Yuan Ye (元曄) (509? – 26 December 532), courtesy name Huaxing (華興), nickname Penzi (盆子), often known by his pre-imperial title Prince of Changguang (長廣王), was briefly an emperor of the Xianbei-led Northern Wei dynasty of China. He was declared emperor by members of the paramount general Erzhu Rong's clan in 530 after Emperor Xiaozhuang had killed Erzhu Rong, and he carried the imperial title for several months.
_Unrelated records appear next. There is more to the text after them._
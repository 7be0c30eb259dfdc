//! DDL rendering.
//!
//! Converts a [`TableSchema`] into `CREATE TABLE IF NOT EXISTS` statements
//! plus the small set of alter/drop operations the migration runner exposes.

use crate::error::WeaveResult;
use crate::ident::quote_ident;
use crate::schema::{ColumnDef, ColumnType, TableSchema};
use crate::value::quote_literal;

/// Render one column definition: quoted name, SQL type, PRIMARY KEY,
/// NOT NULL (when neither nullable nor primary key), enum CHECK, DEFAULT.
fn render_column(name: &str, def: &ColumnDef) -> WeaveResult<String> {
    let mut out = format!("{} {}", quote_ident(name), def.ty.sql_type()?);

    if def.primary_key {
        out.push_str(" PRIMARY KEY");
    } else if !def.nullable {
        out.push_str(" NOT NULL");
    }

    if let ColumnType::Enum(values) = &def.ty {
        let list = values
            .iter()
            .map(|v| quote_literal(v))
            .collect::<Vec<_>>()
            .join(", ");
        out.push_str(&format!(" CHECK ({} IN ({}))", quote_ident(name), list));
    }

    if let Some(default) = &def.default {
        out.push_str(" DEFAULT ");
        out.push_str(&default.as_sql_literal()?);
    }

    Ok(out)
}

/// Render `CREATE TABLE IF NOT EXISTS` for a table schema.
pub fn create_table(name: &str, schema: &TableSchema) -> WeaveResult<String> {
    let columns = schema
        .iter()
        .map(|(col, def)| render_column(col, def))
        .collect::<WeaveResult<Vec<_>>>()?;
    Ok(format!(
        "CREATE TABLE IF NOT EXISTS {} ({})",
        quote_ident(name),
        columns.join(", ")
    ))
}

/// Render `DROP TABLE IF EXISTS ... CASCADE`.
pub fn drop_table(name: &str) -> String {
    format!("DROP TABLE IF EXISTS {} CASCADE", quote_ident(name))
}

/// Render `ALTER TABLE ... ADD COLUMN`, reusing column-definition rendering.
pub fn add_column(table: &str, column: &str, def: &ColumnDef) -> WeaveResult<String> {
    Ok(format!(
        "ALTER TABLE {} ADD COLUMN {}",
        quote_ident(table),
        render_column(column, def)?
    ))
}

/// Render `ALTER TABLE ... DROP COLUMN`.
pub fn drop_column(table: &str, column: &str) -> String {
    format!(
        "ALTER TABLE {} DROP COLUMN {}",
        quote_ident(table),
        quote_ident(column)
    )
}

/// Render `ALTER TABLE ... RENAME TO`.
pub fn rename_table(old: &str, new: &str) -> String {
    format!(
        "ALTER TABLE {} RENAME TO {}",
        quote_ident(old),
        quote_ident(new)
    )
}

/// Render `ALTER TABLE ... RENAME COLUMN ... TO`.
pub fn rename_column(table: &str, old: &str, new: &str) -> String {
    format!(
        "ALTER TABLE {} RENAME COLUMN {} TO {}",
        quote_ident(table),
        quote_ident(old),
        quote_ident(new)
    )
}

#[cfg(test)]
mod tests {
    use super::*;
    use crate::schema::{ColumnDef, ColumnType, TableSchema};

    #[test]
    fn create_table_renders_columns_in_order() {
        let schema = TableSchema::new()
            .column("id", ColumnDef::new(ColumnType::Int).primary_key())
            .column("email", ColumnDef::new(ColumnType::Text))
            .column("active", ColumnDef::new(ColumnType::Bool).default(true))
            .column("deleted_at", ColumnDef::new(ColumnType::Timestamp).nullable());

        let sql = create_table("users", &schema).unwrap();
        assert_eq!(
            sql,
            "CREATE TABLE IF NOT EXISTS \"users\" (\
             \"id\" INTEGER PRIMARY KEY, \
             \"email\" TEXT NOT NULL, \
             \"active\" BOOLEAN NOT NULL DEFAULT TRUE, \
             \"deleted_at\" TIMESTAMP)"
        );
    }

    #[test]
    fn enum_column_gets_check_constraint() {
        let schema = TableSchema::new().column(
            "status",
            ColumnDef::new(ColumnType::Enum(vec!["new".into(), "it's".into()])).default("new"),
        );
        let sql = create_table("orders", &schema).unwrap();
        assert_eq!(
            sql,
            "CREATE TABLE IF NOT EXISTS \"orders\" (\
             \"status\" TEXT NOT NULL CHECK (\"status\" IN ('new', 'it''s')) DEFAULT 'new')"
        );
    }

    #[test]
    fn array_column_renders_item_type() {
        let schema = TableSchema::new().column(
            "tags",
            ColumnDef::new(ColumnType::Array(Box::new(ColumnType::Text))),
        );
        let sql = create_table("posts", &schema).unwrap();
        assert!(sql.contains("\"tags\" TEXT[] NOT NULL"));
    }

    #[test]
    fn json_and_uuid_types() {
        let schema = TableSchema::new()
            .column("id", ColumnDef::new(ColumnType::Uuid).primary_key())
            .column("payload", ColumnDef::new(ColumnType::Json).nullable());
        let sql = create_table("events", &schema).unwrap();
        assert!(sql.contains("\"id\" UUID PRIMARY KEY"));
        assert!(sql.contains("\"payload\" JSONB"));
    }

    #[test]
    fn alter_operations() {
        assert_eq!(
            drop_table("users"),
            "DROP TABLE IF EXISTS \"users\" CASCADE"
        );
        assert_eq!(
            add_column("users", "age", &ColumnDef::new(ColumnType::Int).nullable()).unwrap(),
            "ALTER TABLE \"users\" ADD COLUMN \"age\" INTEGER"
        );
        assert_eq!(
            drop_column("users", "age"),
            "ALTER TABLE \"users\" DROP COLUMN \"age\""
        );
        assert_eq!(
            rename_table("users", "accounts"),
            "ALTER TABLE \"users\" RENAME TO \"accounts\""
        );
        assert_eq!(
            rename_column("users", "name", "full_name"),
            "ALTER TABLE \"users\" RENAME COLUMN \"name\" TO \"full_name\""
        );
    }
}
However, as a member of the imperial clan who was distant from the lineage of recent emperors, (Note: as a descendant of Emperor Wencheng's brother Yuan Zhen (元楨) the Prince of Nan'an) he was not a credible emperor. In 531, after the Erzhus had prevailed over Emperor Xiaozhuang and put him to death, they forced Yuan Ye to yield the throne to Emperor Xiaozhuang's cousin Yuan Gong the Prince of Guangling, who took the throne as Emperor Jiemin. Emperor Jiemin treated Yuan Ye with respect and created him the Prince of Donghai, a higher title than his prior title of Prince of Changguang, but after Emperor Jiemin and the Erzhus were in turn overthrown by a coalition led by the general Gao Huan and replaced with Emperor Xiaowu, Emperor Xiaowu forced Yuan Ye to commit suicide.

==Background==
Relatively not much is known about Yuan Ye's early life. His father Yuan Yi (元怡) was a son of Tuoba Zhen (拓跋楨) the Prince of Nan'an, a brother of Emperor Wencheng and son of Tuoba Huang, Emperor Taiwu's crown prince. Tuoba Zhen's line was dishonored after Tuoba Zhen participated in a plot against Emperor Xiaowen's sinicization regime, but Yuan Yi's older brother Yuan Ying (元英) was eventually created the Prince of Zhongshan after he achieved much in the battlefield. Yuan Yi himself was said to be corrupt and violent when serving as the commanding general of the garrison at remote Shanshan (鄯善, in modern Turpan, Xinjiang), and who fled and hid after accusations of such corruption was made against him, dying while in flight sometime between 512 and 515. One of Yuan Yi's sisters married the general Erzhu Rong, and after Erzhu became the paramount general of the empire during the reign of Emperor Xiaozhuang, Yuan Yi was posthumously honored as the Prince of Fufeng.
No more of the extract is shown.